Three recent studies show that fiber may not prevent colon cancer in North Americans. Some recent studies (1) show that resistant starches may be the factor that prevents colon cancer in Blacks in South Africa and could also prevent colon cancer in Caucasians.

Blacks in South Africa have a very low incidence of colon cancer, while Caucasians in North America have a very high incidence. South African blacks eat a diet rich in dried maize porridge. Maize is corn. The porridge has an extremely high content of resistant starch, while fresh corn has low levels. Resistant starches cannot be digested in the intestines, so they cannot be absorbed and pass to the colon where bacteria there can break them down into short chain fatty acids that have been shown in many studies to help prevent cancers, particularly colon cancer.

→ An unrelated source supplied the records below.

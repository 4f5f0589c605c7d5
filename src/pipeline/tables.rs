//! Table detection from text positions.
//!
//! Tables are found without looking at ruling lines: spans are grouped into
//! rows, each row is split into cells wherever the horizontal gap is wide,
//! and a run of consecutive rows whose cell starts line up is a table.
//! Bullet and numbered lists (a marker cell followed by one text cell) are
//! excluded so that ordinary lists do not read as two-column tables, and a
//! run whose cells average more than `max_avg_cell_chars` is a multi-column
//! prose layout, not a table.
//!
//! Detection is advisory: the page classifier treats an `Err` as "no tables".

use crate::pipeline::extract::TextSpan;
use thiserror::Error;

#[derive(Debug, Error)]
pub enum TableDetectError {
    #[error("span {index} has non-finite coordinates")]
    InvalidGeometry { index: usize },
}

/// Table detector configuration.
#[derive(Debug, Clone)]
pub struct TableDetectorConfig {
    /// Minimum aligned rows to count as a table.
    pub min_rows: usize,
    /// Minimum cells per row.
    pub min_columns: usize,
    /// Maximum cells per row (above this, likely word-level splitting).
    pub max_columns: usize,
    /// Y tolerance for grouping spans into rows (fraction of span height).
    pub y_tolerance_factor: f32,
    /// Minimum horizontal gap between cells (points).
    pub min_column_gap: f32,
    /// How far two cell starts may drift and still be the same column (points).
    pub column_tolerance: f32,
    /// Runs whose cells average more characters than this are text columns.
    pub max_avg_cell_chars: usize,
}

impl Default for TableDetectorConfig {
    fn default() -> Self {
        Self {
            min_rows: 3,
            min_columns: 2,
            max_columns: 8,
            y_tolerance_factor: 0.5,
            min_column_gap: 15.0,
            column_tolerance: 5.0,
            max_avg_cell_chars: 40,
        }
    }
}

struct Row<'a> {
    y: f32,
    spans: Vec<&'a TextSpan>,
}

struct Cell {
    x0: f32,
    text: String,
}

/// Consecutive aligned rows.
#[derive(Default)]
struct Run {
    rows: usize,
    cells: usize,
    chars: usize,
}

impl Run {
    fn push(&mut self, cells: &[Cell]) {
        self.rows += 1;
        self.cells += cells.len();
        self.chars += cells.iter().map(|c| c.text.trim().chars().count()).sum::<usize>();
    }

    /// 1 if the finished run is a table, then reset.
    fn close(&mut self, config: &TableDetectorConfig) -> usize {
        let is_table = self.rows >= config.min_rows
            && self.chars <= self.cells * config.max_avg_cell_chars;
        *self = Run::default();
        usize::from(is_table)
    }
}

/// Count table regions in a page's spans.
pub fn detect_tables(
    spans: &[TextSpan],
    config: &TableDetectorConfig,
) -> Result<usize, TableDetectError> {
    if let Some(index) = spans
        .iter()
        .position(|s| ![s.x0, s.y0, s.x1, s.y1].iter().all(|v| v.is_finite()))
    {
        return Err(TableDetectError::InvalidGeometry { index });
    }

    let rows = group_into_rows(spans, config);
    let mut tables = 0;
    let mut run = Run::default();
    let mut prev_starts: Vec<f32> = Vec::new();

    for row in &rows {
        let cells = split_cells(row, config);
        let tabular = (config.min_columns..=config.max_columns).contains(&cells.len())
            && !is_list_row(&cells);

        if !tabular {
            tables += run.close(config);
            prev_starts.clear();
            continue;
        }

        let starts: Vec<f32> = cells.iter().map(|c| c.x0).collect();
        let aligned = starts
            .iter()
            .filter(|x| {
                prev_starts
                    .iter()
                    .any(|p| (*p - **x).abs() <= config.column_tolerance)
            })
            .count();

        if run.rows == 0 || aligned < config.min_columns {
            tables += run.close(config);
        }
        run.push(&cells);
        prev_starts = starts;
    }
    tables += run.close(config);

    Ok(tables)
}

fn group_into_rows<'a>(spans: &'a [TextSpan], config: &TableDetectorConfig) -> Vec<Row<'a>> {
    let mut sorted: Vec<&TextSpan> = spans.iter().filter(|s| !s.text.trim().is_empty()).collect();
    sorted.sort_by(|a, b| a.center_y().total_cmp(&b.center_y()));

    let mut rows: Vec<Row<'a>> = Vec::new();
    for span in sorted {
        let tolerance = span.height().abs().max(1.0) * config.y_tolerance_factor;
        match rows.last_mut() {
            Some(row) if (span.center_y() - row.y).abs() <= tolerance => row.spans.push(span),
            _ => rows.push(Row {
                y: span.center_y(),
                spans: vec![span],
            }),
        }
    }
    for row in &mut rows {
        row.spans.sort_by(|a, b| a.x0.total_cmp(&b.x0));
    }
    rows
}

fn split_cells(row: &Row<'_>, config: &TableDetectorConfig) -> Vec<Cell> {
    let mut cells: Vec<Cell> = Vec::new();
    let mut last_x1 = f32::NEG_INFINITY;

    for span in &row.spans {
        match cells.last_mut() {
            Some(cell) if span.x0 - last_x1 < config.min_column_gap => {
                cell.text.push_str(&span.text);
            }
            _ => cells.push(Cell {
                x0: span.x0,
                text: span.text.clone(),
            }),
        }
        last_x1 = last_x1.max(span.x1);
    }
    cells
}

fn is_list_row(cells: &[Cell]) -> bool {
    cells.len() == 2 && is_list_marker(cells[0].text.trim())
}

fn is_list_marker(text: &str) -> bool {
    const BULLETS: [&str; 8] = ["•", "◦", "▪", "▸", "►", "-", "*", "·"];
    if BULLETS.contains(&text) {
        return true;
    }
    let body = text
        .trim_start_matches(['(', '（'])
        .trim_end_matches(['.', ')', '）', '、', '．']);
    body.len() < text.len()
        && !body.is_empty()
        && body.chars().count() <= 3
        && body.chars().all(|c| c.is_ascii_alphanumeric())
}

#[cfg(test)]
mod tests {
    use super::*;

    fn span(text: &str, x: f32, y: f32) -> TextSpan {
        TextSpan {
            x0: x,
            y0: y,
            x1: x + text.len() as f32 * 5.0,
            y1: y + 10.0,
            text: text.to_string(),
        }
    }

    fn grid(rows: &[[&str; 3]]) -> Vec<TextSpan> {
        rows.iter()
            .enumerate()
            .flat_map(|(i, cols)| {
                let y = 100.0 + i as f32 * 14.0;
                vec![span(cols[0], 50.0, y), span(cols[1], 200.0, y), span(cols[2], 350.0, y)]
            })
            .collect()
    }

    #[test]
    fn aligned_grid_is_a_table() {
        let spans = grid(&[
            ["Name", "Qty", "Price"],
            ["Apple", "3", "1.20"],
            ["Pear", "5", "0.80"],
            ["Plum", "9", "2.10"],
        ]);
        assert_eq!(detect_tables(&spans, &TableDetectorConfig::default()).unwrap(), 1);
    }

    #[test]
    fn prose_is_not_a_table() {
        let spans: Vec<TextSpan> = (0..6)
            .map(|i| span("A plain line of running text.", 50.0, 100.0 + i as f32 * 14.0))
            .collect();
        assert_eq!(detect_tables(&spans, &TableDetectorConfig::default()).unwrap(), 0);
    }

    #[test]
    fn two_column_prose_is_not_a_table() {
        let spans: Vec<TextSpan> = (0..6)
            .flat_map(|i| {
                let y = 100.0 + i as f32 * 14.0;
                vec![
                    span("The model reads each page of the source and then", 50.0, y),
                    span("decides whether its text layer can be trusted for", 310.0, y),
                ]
            })
            .collect();
        assert_eq!(detect_tables(&spans, &TableDetectorConfig::default()).unwrap(), 0);
    }

    #[test]
    fn short_two_column_rows_are_still_a_table() {
        let spans: Vec<TextSpan> = (0..4)
            .flat_map(|i| {
                let y = 100.0 + i as f32 * 14.0;
                vec![span(&format!("Item {i}"), 50.0, y), span("12.50", 310.0, y)]
            })
            .collect();
        assert_eq!(detect_tables(&spans, &TableDetectorConfig::default()).unwrap(), 1);
    }

    #[test]
    fn too_few_rows_is_not_a_table() {
        let spans = grid(&[["a", "b", "c"], ["d", "e", "f"]]);
        assert_eq!(detect_tables(&spans, &TableDetectorConfig::default()).unwrap(), 0);
    }

    #[test]
    fn numbered_list_is_not_a_table() {
        let spans: Vec<TextSpan> = (0..5)
            .flat_map(|i| {
                let y = 100.0 + i as f32 * 14.0;
                vec![span(&format!("{}.", i + 1), 50.0, y), span("List entry text", 80.0, y)]
            })
            .collect();
        assert_eq!(detect_tables(&spans, &TableDetectorConfig::default()).unwrap(), 0);
    }

    #[test]
    fn misaligned_rows_break_the_run() {
        let mut spans = grid(&[["a", "b", "c"], ["d", "e", "f"]]);
        spans.push(span("g", 120.0, 130.0));
        spans.push(span("h", 270.0, 130.0));
        assert_eq!(detect_tables(&spans, &TableDetectorConfig::default()).unwrap(), 0);
    }

    #[test]
    fn non_finite_geometry_is_an_error() {
        let mut spans = grid(&[["a", "b", "c"]]);
        spans[1].y0 = f32::NAN;
        assert!(detect_tables(&spans, &TableDetectorConfig::default()).is_err());
    }
}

Resistant starches are found in whole grains, beans, seeds and nuts, and the content increases with aging. Resistant starches also cause the most intestinal gas.

1. R Ahmed, I Segal, H Hassan. Fermentation of dietary starch in humans. American Journal of Gastroenterology, 2000, Vol 95, Iss 4, pp 1017-1020.Address Ahmed R, Baragwanath Hosp, Div Gastroenterol, PO Bertsham, ZA-2013 Soweto, SOUTH AFRICA.